At first your friend does the expected thing. She surveys the situation wondering how to get down the bank to rescue you or how to get something to you to pull you out of the mud.
Then, after a moment there is a realization. Your friend is able to see that sitting in the cold, wet mud is exactly where you need to be. And remarkably, instead of finding a way to get you out of your mess she decides to join you.
In a moment she is in the mud too, siting quietly next to you, with you.
No words are spoken but you are both exactly where you need to be, you in the dirt, your friend by your side.
This is what those who hurt for whatever reason need most and what they have such a difficult time finding.
We are so used to fixing things; a hammer and a nail, a bit of paint, a trip to the doctor or maybe even a pill to take.
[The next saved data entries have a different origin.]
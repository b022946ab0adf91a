use std::error::Error as StdError;

use crate::helper::ColumnKind;

/// Custom Result type for varcol operations, wrapping the custom [`Error`] type
pub type Result<T> = std::result::Result<T, Error>;

/// The main error type for the varcol library, encompassing all possible error cases
/// that can occur while encoding or decoding variant rows and study configurations.
#[derive(thiserror::Error, Debug)]
pub enum Error {
    /// Errors related to row keys and genomic coordinates
    #[error("Error processing row key: {0}")]
    KeyError(#[from] KeyError),

    /// Errors related to study configurations and their persistence
    #[error("Error processing study configuration: {0}")]
    ConfigError(#[from] ConfigError),

    /// Errors decoding or encoding a single column payload
    #[error("Error processing column: {0}")]
    CodecError(#[from] CodecError),

    /// Errors building a row mutation from a variant
    #[error("Error encoding row: {0}")]
    EncodeError(#[from] EncodeError),

    /// Standard I/O errors
    #[error("Error with IO: {0}")]
    IoError(#[from] std::io::Error),

    /// UTF-8 conversion errors
    #[error("Error with UTF8: {0}")]
    Utf8Error(#[from] std::str::Utf8Error),

    /// Errors serializing or deserializing a configuration body
    #[error("Error with JSON: {0}")]
    JsonError(#[from] serde_json::Error),

    /// A scan worker thread panicked
    #[error("Scan worker {0} panicked")]
    WorkerPanic(usize),

    /// A scan was cancelled between rows
    #[error("Scan cancelled after {0} rows")]
    Cancelled(usize),

    /// Generic errors for other unexpected situations (e.g. store backends)
    #[error("Generic error: {0}")]
    GenericError(#[from] Box<dyn StdError + Send + Sync>),
}
impl Error {
    /// Checks if the error is a retryable configuration conflict
    ///
    /// Callers of `add_samples` are expected to re-resolve the configuration and
    /// retry when this returns `true`.
    #[must_use]
    pub fn is_conflict(&self) -> bool {
        matches!(
            self,
            Self::ConfigError(ConfigError::ConfigurationConflict { .. })
        )
    }

    /// Checks if the error is local to a single cell of a row
    ///
    /// Cell-local errors are recorded against the cell and decoding of the
    /// rest of the row continues.
    #[must_use]
    pub fn is_cell_local(&self) -> bool {
        match self {
            Self::CodecError(err) => err.is_cell_local(),
            _ => false,
        }
    }

    /// Checks if the error reports a study with no stored configuration
    #[must_use]
    pub fn is_not_found(&self) -> bool {
        matches!(self, Self::ConfigError(ConfigError::StudyNotFound(_)))
    }
}

/// Errors specific to row keys, coordinates and chromosome naming
#[derive(thiserror::Error, Debug)]
pub enum KeyError {
    /// The coordinate cannot be represented in a row key
    #[error("Malformed coordinate {chromosome}:{position} ({reason})")]
    MalformedCoordinate {
        chromosome: String,
        position: u64,
        reason: &'static str,
    },

    /// The row key violates the fixed prefix or allele summary layout
    ///
    /// # Arguments
    /// * `usize` - The byte offset at which the violation was detected
    /// * `&'static str` - Description of the violated invariant
    #[error("Corrupt row key at byte {0}: {1}")]
    CorruptRowKey(usize, &'static str),

    /// The chromosome token is not part of the recognized naming set
    #[error("Unknown chromosome: {0}")]
    UnknownChromosome(String),
}

/// Errors that can occur while resolving or mutating study configurations
#[derive(thiserror::Error, Debug)]
pub enum ConfigError {
    /// No configuration is stored for the study
    #[error("Study {0} not found")]
    StudyNotFound(u32),

    /// A configuration already exists for the study
    #[error("Study {0} already exists")]
    StudyAlreadyExists(u32),

    /// The stored version changed between resolve and write
    ///
    /// This is an expected, retryable condition under concurrent writers.
    #[error("Configuration conflict on study {study_id}: expected version {expected}, found {found:?}")]
    ConfigurationConflict {
        study_id: u32,
        expected: u64,
        found: Option<u64>,
    },

    /// The file was already registered in the study
    #[error("File {file_id} already registered in study {study_id}")]
    DuplicateFile { study_id: u32, file_id: u32 },

    /// The sample is not registered in the study
    #[error("Sample {sample} is not registered in study {study_id}")]
    UnknownSample { study_id: u32, sample: String },

    /// The sample was deprecated and cannot contribute new files
    #[error("Sample {sample} is deprecated in study {study_id}")]
    SampleRetired { study_id: u32, sample: String },

    /// The cohort name is already in use
    #[error("Cohort {cohort} already exists in study {study_id}")]
    DuplicateCohort { study_id: u32, cohort: String },

    /// The stored configuration blob could not be parsed
    #[error("Corrupt configuration blob for study {study_id}: {reason}")]
    CorruptConfiguration { study_id: u32, reason: String },

    /// The sample column index counter has no room left
    #[error("Study {0} has no column indices left")]
    ColumnIndexExhausted(u32),

    /// Conflicts persisted through every attempt of a retry policy
    #[error("Gave up on study {study_id} after {attempts} conflicting attempts")]
    RetriesExhausted { study_id: u32, attempts: u32 },
}

/// Errors decoding a single column payload
#[derive(thiserror::Error, Debug, Clone, PartialEq)]
pub enum CodecError {
    /// The genotype payload is truncated or malformed
    #[error("Corrupt genotype payload: {0}")]
    CorruptGenotype(String),

    /// The file metadata payload is truncated or malformed
    #[error("Corrupt file metadata payload: {0}")]
    CorruptFileMeta(String),

    /// The statistics payload is truncated or malformed
    #[error("Corrupt stats payload: {0}")]
    CorruptStats(String),

    /// A textual genotype (e.g. `0/1`) could not be parsed
    #[error("Invalid genotype: '{0}'")]
    InvalidGenotype(String),

    /// A column qualifier does not match the qualifier layout
    #[error("Invalid column qualifier of {len} bytes: {reason}")]
    InvalidQualifier { len: usize, reason: &'static str },
}
impl CodecError {
    /// Returns `true` for payload corruption confined to one cell
    #[must_use]
    pub fn is_cell_local(&self) -> bool {
        matches!(
            self,
            Self::CorruptGenotype(_)
                | Self::CorruptFileMeta(_)
                | Self::CorruptStats(_)
                | Self::InvalidQualifier { .. }
        )
    }
}

/// Errors that can occur while building a row mutation from a variant
#[derive(thiserror::Error, Debug)]
pub enum EncodeError {
    /// The sample has no column index in the target study
    #[error("Sample {sample} is not registered in study {study_id} - register it before encoding")]
    UnregisteredSample { study_id: u32, sample: String },

    /// The sample was deprecated and its column index retired
    #[error("Sample {sample} is deprecated in study {study_id}")]
    DeprecatedSample { study_id: u32, sample: String },

    /// The file is not registered in the target study
    #[error("File {file_id} is not registered in study {study_id}")]
    UnregisteredFile { study_id: u32, file_id: u32 },

    /// The cohort is not defined in the target study
    #[error("Cohort {cohort} is not defined in study {study_id}")]
    UnregisteredCohort { study_id: u32, cohort: String },

    /// The genotype call cannot be represented, e.g. it has no alleles
    #[error("Invalid genotype: {0}")]
    InvalidGenotype(String),

    /// A payload could not be written for the given column kind
    #[error("Unable to encode {kind:?} column: {reason}")]
    PayloadTooLarge { kind: ColumnKind, reason: String },
}

/// Trait for converting arbitrary errors into `Error`
///
/// Store backends use this to surface their own error types through the
/// [`crate::VariantStore`] and [`crate::ConfigStore`] traits.
pub trait IntoVarcolError {
    fn into_varcol_error(self) -> Error;
}

impl<E> IntoVarcolError for E
where
    E: StdError + Send + Sync + 'static,
{
    fn into_varcol_error(self) -> Error {
        Error::GenericError(Box::new(self))
    }
}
All of these things have their place and all have value, but with a broken heart or a wounded spirit what we need most, at least initially and on going if possible, is for our hurt to be acknowledged and responded to in an honest, open, caring way.
Please see that I am lost and please find a way to respond to what I need now.
Please care for my need and me honestly at this moment.
There will be time for hammers and nails, paint and pills, but right now I need someone to be with me. Someone to care about me and to find a way to show me that they understand where I am and that I am not utterly alone.
Please, just sit in the mud with me.
If you have someone that you care for who is in emotional pain try to find a way to show them that you care. Even if you don’t fully understand where they are all that matters is that you are prepared to be with them.
If you hurt, see if you can tell your friends about the person who slipped off the road and ended up in the mud. It’s a good story.